Morreu neste sábado (19), aos 77 anos, o médico Paulo Roberto Teixeira, uma das referências em saúde pública no Brasil.
Ele foi protagonista na criação da primeira resposta de governo à aids no Brasil, em 1983, época em que a doença era ainda pouco conhecida e marcada pelo estigma.
Quando os primeiros casos da doença foram confirmados em São Paulo, Teixeira estava à frente do programa de hanseníase do estado.
A experiência com uma doença que também era marcada pela exclusão, ajudou a desenhar para a aids uma política pautada no direito à saúde e ao respeito, que passava pela prevenção e assistência,
incluindo o acesso aos antirretrovirais, e o trabalho em parceria com sociedade civil. Em 2000, já à frente do Programa Nacional de DST/Aids do Ministério da Saúde, Paulo Teixeira passou a denunciar
que os preços dos medicamentos eram inviáveis para a manutenção do acesso universal ao tratamento de aids pelo SUS e passou a defender a quebra de patentes dos laboratórios farmacêuticos.

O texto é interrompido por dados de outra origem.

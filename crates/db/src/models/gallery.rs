//! Photo and video gallery models.

use hkv_core::types::{DbId, Timestamp};
use serde::{Deserialize, Serialize};
use sqlx::FromRow;
use validator::Validate;

/// A row from the `gallery_videos` table.
#[derive(Debug, Clone, FromRow, Serialize)]
pub struct GalleryVideo {
    pub id: DbId,
    pub title: String,
    pub description: Option<String>,
    pub video_url: String,
    pub thumbnail_url: Option<String>,
    pub category: Option<String>,
    pub views: i64,
    pub is_active: bool,
    pub display_order: i32,
    pub created_at: Timestamp,
    pub updated_at: Timestamp,
}

/// DTO for adding a video. `thumbnail_url` is derived from YouTube links
/// when omitted.
#[derive(Debug, Clone, Deserialize, Validate)]
pub struct CreateGalleryVideo {
    #[validate(length(min = 1, max = 200))]
    pub title: String,
    pub description: Option<String>,
    #[validate(length(min = 1, max = 2048))]
    pub video_url: String,
    pub thumbnail_url: Option<String>,
    #[validate(length(max = 100))]
    pub category: Option<String>,
    pub is_active: Option<bool>,
    pub display_order: Option<i32>,
}

/// DTO for updating a video. All fields are optional.
#[derive(Debug, Clone, Default, Deserialize, Validate)]
pub struct UpdateGalleryVideo {
    #[validate(length(min = 1, max = 200))]
    pub title: Option<String>,
    pub description: Option<String>,
    #[validate(length(min = 1, max = 2048))]
    pub video_url: Option<String>,
    pub thumbnail_url: Option<String>,
    #[validate(length(max = 100))]
    pub category: Option<String>,
    pub is_active: Option<bool>,
    pub display_order: Option<i32>,
}

/// A row from the `gallery_photos` table.
#[derive(Debug, Clone, FromRow, Serialize)]
pub struct GalleryPhoto {
    pub id: DbId,
    pub title: String,
    pub description: Option<String>,
    pub category: Option<String>,
    /// Path relative to the upload directory, served under `/uploads`.
    pub file_path: String,
    pub original_filename: Option<String>,
    pub file_size_bytes: i64,
    pub width: Option<i32>,
    pub height: Option<i32>,
    pub views: i64,
    pub is_active: bool,
    pub display_order: i32,
    pub created_at: Timestamp,
    pub updated_at: Timestamp,
}

/// DTO for recording an uploaded photo. Built by the upload handler from
/// the multipart form and the stored file.
#[derive(Debug, Clone, Deserialize, Validate)]
pub struct CreateGalleryPhoto {
    #[validate(length(min = 1, max = 200))]
    pub title: String,
    pub description: Option<String>,
    #[validate(length(max = 100))]
    pub category: Option<String>,
    pub file_path: String,
    pub original_filename: Option<String>,
    pub file_size_bytes: i64,
    pub width: Option<i32>,
    pub height: Option<i32>,
    pub is_active: Option<bool>,
    pub display_order: Option<i32>,
}

/// DTO for updating photo metadata. The file itself is immutable.
#[derive(Debug, Clone, Default, Deserialize, Validate)]
pub struct UpdateGalleryPhoto {
    #[validate(length(min = 1, max = 200))]
    pub title: Option<String>,
    pub description: Option<String>,
    #[validate(length(max = 100))]
    pub category: Option<String>,
    pub is_active: Option<bool>,
    pub display_order: Option<i32>,
}

/// Filters shared by the photo and video listings.
#[derive(Debug, Clone, Default, Deserialize)]
pub struct GalleryListParams {
    pub category: Option<String>,
    #[serde(default)]
    pub active_only: bool,
    pub limit: Option<i64>,
    pub offset: Option<i64>,
}
//! Dynamic form engine.
//!
//! A form is an ordered list of [`FormField`] definitions. Given the current
//! values, the engine decides which fields are visible (conditional rules
//! reference other fields by name) and validates only the visible, active
//! ones, reporting the first violated rule per field.

pub mod definition;
pub mod evaluator;
pub mod rules;
pub mod visibility;

pub use definition::validate_definition;
pub use evaluator::{validate_field, validate_submission};
pub use rules::{
    ConditionalRule, FieldErrors, FieldType, FieldValidation, FormField, FormValues,
};
pub use visibility::{prune_to_visible, visible_field_names, visible_fields};
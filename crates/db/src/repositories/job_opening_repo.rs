//! Repository for the `job_openings` table.

use hkv_core::careers::EMPLOYMENT_FULL_TIME;
use hkv_core::types::DbId;
use sqlx::PgPool;

use crate::models::careers::{CreateJobOpening, JobListParams, JobOpening, UpdateJobOpening};

/// Column list shared across queries to avoid repetition.
const COLUMNS: &str = "id, title, department, location, employment_type, description, \
     requirements, closes_on, is_active, created_at, updated_at";

/// Provides CRUD operations for job openings.
pub struct JobOpeningRepo;

impl JobOpeningRepo {
    /// Insert a new job opening.
    pub async fn create(pool: &PgPool, input: &CreateJobOpening) -> Result<JobOpening, sqlx::Error> {
        let query = format!(
            "INSERT INTO job_openings
                (title, department, location, employment_type, description, requirements,
                 closes_on, is_active)
             VALUES ($1, $2, $3, COALESCE($4, $9), $5, COALESCE($6, '{{}}'::TEXT[]), $7,
                     COALESCE($8, TRUE))
             RETURNING {COLUMNS}"
        );
        sqlx::query_as::<_, JobOpening>(&query)
            .bind(&input.title)
            .bind(&input.department)
            .bind(&input.location)
            .bind(&input.employment_type)
            .bind(&input.description)
            .bind(&input.requirements)
            .bind(input.closes_on)
            .bind(input.is_active)
            .bind(EMPLOYMENT_FULL_TIME)
            .fetch_one(pool)
            .await
    }

    /// Find a job opening by its internal ID.
    pub async fn find_by_id(pool: &PgPool, id: DbId) -> Result<Option<JobOpening>, sqlx::Error> {
        let query = format!("SELECT {COLUMNS} FROM job_openings WHERE id = $1");
        sqlx::query_as::<_, JobOpening>(&query)
            .bind(id)
            .fetch_optional(pool)
            .await
    }

    /// List job openings, newest first.
    pub async fn list(pool: &PgPool, params: &JobListParams) -> Result<Vec<JobOpening>, sqlx::Error> {
        let query = format!(
            "SELECT {COLUMNS} FROM job_openings
             WHERE ($1::BOOL IS FALSE OR is_active = TRUE)
               AND ($2::TEXT IS NULL OR department = $2)
             ORDER BY created_at DESC, id DESC"
        );
        sqlx::query_as::<_, JobOpening>(&query)
            .bind(params.active_only)
            .bind(&params.department)
            .fetch_all(pool)
            .await
    }

    /// Update a job opening. Only non-`None` fields are applied.
    pub async fn update(
        pool: &PgPool,
        id: DbId,
        input: &UpdateJobOpening,
    ) -> Result<Option<JobOpening>, sqlx::Error> {
        let query = format!(
            "UPDATE job_openings SET
                title = COALESCE($2, title),
                department = COALESCE($3, department),
                location = COALESCE($4, location),
                employment_type = COALESCE($5, employment_type),
                description = COALESCE($6, description),
                requirements = COALESCE($7, requirements),
                closes_on = COALESCE($8, closes_on),
                is_active = COALESCE($9, is_active)
             WHERE id = $1
             RETURNING {COLUMNS}"
        );
        sqlx::query_as::<_, JobOpening>(&query)
            .bind(id)
            .bind(&input.title)
            .bind(&input.department)
            .bind(&input.location)
            .bind(&input.employment_type)
            .bind(&input.description)
            .bind(&input.requirements)
            .bind(input.closes_on)
            .bind(input.is_active)
            .fetch_optional(pool)
            .await
    }

    /// Flip `is_active`, returning the updated row.
    pub async fn toggle_active(pool: &PgPool, id: DbId) -> Result<Option<JobOpening>, sqlx::Error> {
        let query = format!(
            "UPDATE job_openings SET is_active = NOT is_active WHERE id = $1 RETURNING {COLUMNS}"
        );
        sqlx::query_as::<_, JobOpening>(&query)
            .bind(id)
            .fetch_optional(pool)
            .await
    }

    /// Delete a job opening and, by cascade, its applications.
    pub async fn delete(pool: &PgPool, id: DbId) -> Result<bool, sqlx::Error> {
        let result = sqlx::query("DELETE FROM job_openings WHERE id = $1")
            .bind(id)
            .execute(pool)
            .await?;
        Ok(result.rows_affected() > 0)
    }
}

Defendeu que a Lei de Patentes brasileira, aprovada em 1996, limitou o acesso à saúde e organizou um programa internacional de transferência de tecnologia entre países do Sul global para a produção
de antirretrovirais genéricos. Esse movimento foi fundamental para que em 2001, a Organização Mundial do Comércio reconhecesse que o direito à saúde está acima das regras de propriedade intelectual e
fortaleceu a luta dos países pobres pelo direito de acesso ao tratamento. A luta pelo acesso universal ao tratamento seguiu na OMS, quando Paulo Roberto Teixeira, assumiu em 2003 o Departamento de
HIV/Aids da OMS e integrou a estratégia 3 by 5 que estabeleceu a meta de 3 milhões de pessoas vivendo com HIV em tratamento até o fim de 2005.